The Bizarre Bazaar in Delhi

If two words sound the same when spoken, they can be the source of much confusion and misuse. We see this every with words like there and their, but it can be even more common with uncommon words. Even when the pronunciation of the two words is different, as is the case with sale and sell, people still seem to get them confused.

For today’s edition of Grammar 101, we take a look at another pair of words that can be easily confused. Do you know the difference between bizarre and bazaar? These are two very different terms with very different meanings.

Bizarre is an adjective used to modify or describe a noun. If something is bizarre, it means that it is grossly unconventional, unusual, or strange. You could say that Carrot Top has a bizarre haircut or that Pablo Picasso’s cubism is about as bizarre an art style as it gets.

While it can carry a negative connotation at times, the term bizarre does not necessitate a negative connotation. In the Picasso example above, I am simply stating that his style of painting is odd and unconventional.

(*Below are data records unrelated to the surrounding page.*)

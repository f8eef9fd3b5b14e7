//! Status poller: one batched query per tick, published only on change.
//!
//! Imports only from `crate::domain` and `crate::application::ports`.

use std::sync::Arc;
use std::sync::atomic::{AtomicBool, Ordering};
use std::time::Duration;

use switchboard_common::ErrorOrigin;
use tokio::time::MissedTickBehavior;
use tokio_util::sync::CancellationToken;
use tracing::{debug, trace, warn};

use crate::application::ports::InstanceQuery;
use crate::application::services::engine::Shared;
use crate::domain::error::QueryError;
use crate::domain::instance::RawInstance;
use crate::domain::reconcile;

/// Result of a single poll tick.
#[derive(Debug, Clone, Copy, PartialEq, Eq)]
pub enum PollOutcome {
    /// The directory was replaced and subscribers were notified.
    Changed,
    /// The response matched the directory; nothing was published.
    Unchanged,
    /// Another poll was still in flight; no query was made.
    Skipped,
    /// The query failed; the error surface was set, the directory untouched.
    Failed,
    /// The engine was stopped while the query was in flight.
    Discarded,
}

/// Holds the in-flight flag for the lifetime of one poll.
struct InFlight<'a>(&'a AtomicBool);

impl<'a> InFlight<'a> {
    fn acquire(flag: &'a AtomicBool) -> Option<Self> {
        flag.compare_exchange(false, true, Ordering::AcqRel, Ordering::Acquire)
            .ok()
            .map(|_| Self(flag))
    }
}

impl Drop for InFlight<'_> {
    fn drop(&mut self) {
        self.0.store(false, Ordering::Release);
    }
}

impl<Q: InstanceQuery, C> Shared<Q, C> {
    pub(crate) async fn poll(&self) -> PollOutcome {
        let Some(_in_flight) = InFlight::acquire(&self.poll_in_flight) else {
            debug!("poll still in flight, skipping tick");
            return PollOutcome::Skipped;
        };
        let epoch = self.current_epoch();

        let result = self.query.describe_instances(&self.tracked).await;

        if self.current_epoch() != epoch {
            debug!("engine stopped during poll, discarding response");
            return PollOutcome::Discarded;
        }

        match result {
            Ok(groups) => self.apply(reconcile::flatten(groups)),
            Err(e) => {
                let err = QueryError {
                    detail: format!("{e:#}"),
                };
                warn!(error = %err.detail, "instance status query failed");
                self.errors.raise(ErrorOrigin::Poll, err.to_string());
                PollOutcome::Failed
            }
        }
    }

    fn apply(&self, records: Vec<RawInstance>) -> PollOutcome {
        let count = records.len();
        let changed = self.directory.send_if_modified(|current| {
            match reconcile::reconcile(&**current, records) {
                Some(next) => {
                    *current = Arc::new(next);
                    true
                }
                None => false,
            }
        });
        if changed {
            debug!(instances = count, "directory updated");
            PollOutcome::Changed
        } else {
            trace!(instances = count, "poll unchanged");
            PollOutcome::Unchanged
        }
    }
}

/// Periodic poll loop. Runs until `cancel` fires.
///
/// Ticks that come due while a poll is still running are skipped rather than
/// queued.
pub(crate) async fn run_loop<Q, C>(
    shared: Arc<Shared<Q, C>>,
    period: Duration,
    cancel: CancellationToken,
) where
    Q: InstanceQuery,
    C: Send + Sync,
{
    let mut ticker = tokio::time::interval(period);
    ticker.set_missed_tick_behavior(MissedTickBehavior::Skip);
    loop {
        tokio::select! {
            biased;
            () = cancel.cancelled() => break,
            _ = ticker.tick() => {}
        }
        tokio::select! {
            biased;
            () = cancel.cancelled() => break,
            outcome = shared.poll() => trace!(?outcome, "poll tick"),
        }
    }
    debug!("poll loop exiting");
}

Bazaar, a noun, is a shop or series of small shops where different items are sold. Most commonly associated with the street markets of Asia, the stereotypical bazaar will look like a narrow street with tent-like kiosks set up on either side, selling jewelry, clothing, and other goods. You can also have a “bazaar” where items are sold for charity, possibly raising money for a church.

And yes, it is very much possible to have a bizarre bazaar, though most bazaars are quite bizarre by conventional North American standards. You want to have good grammar, so don’t get the two words confused.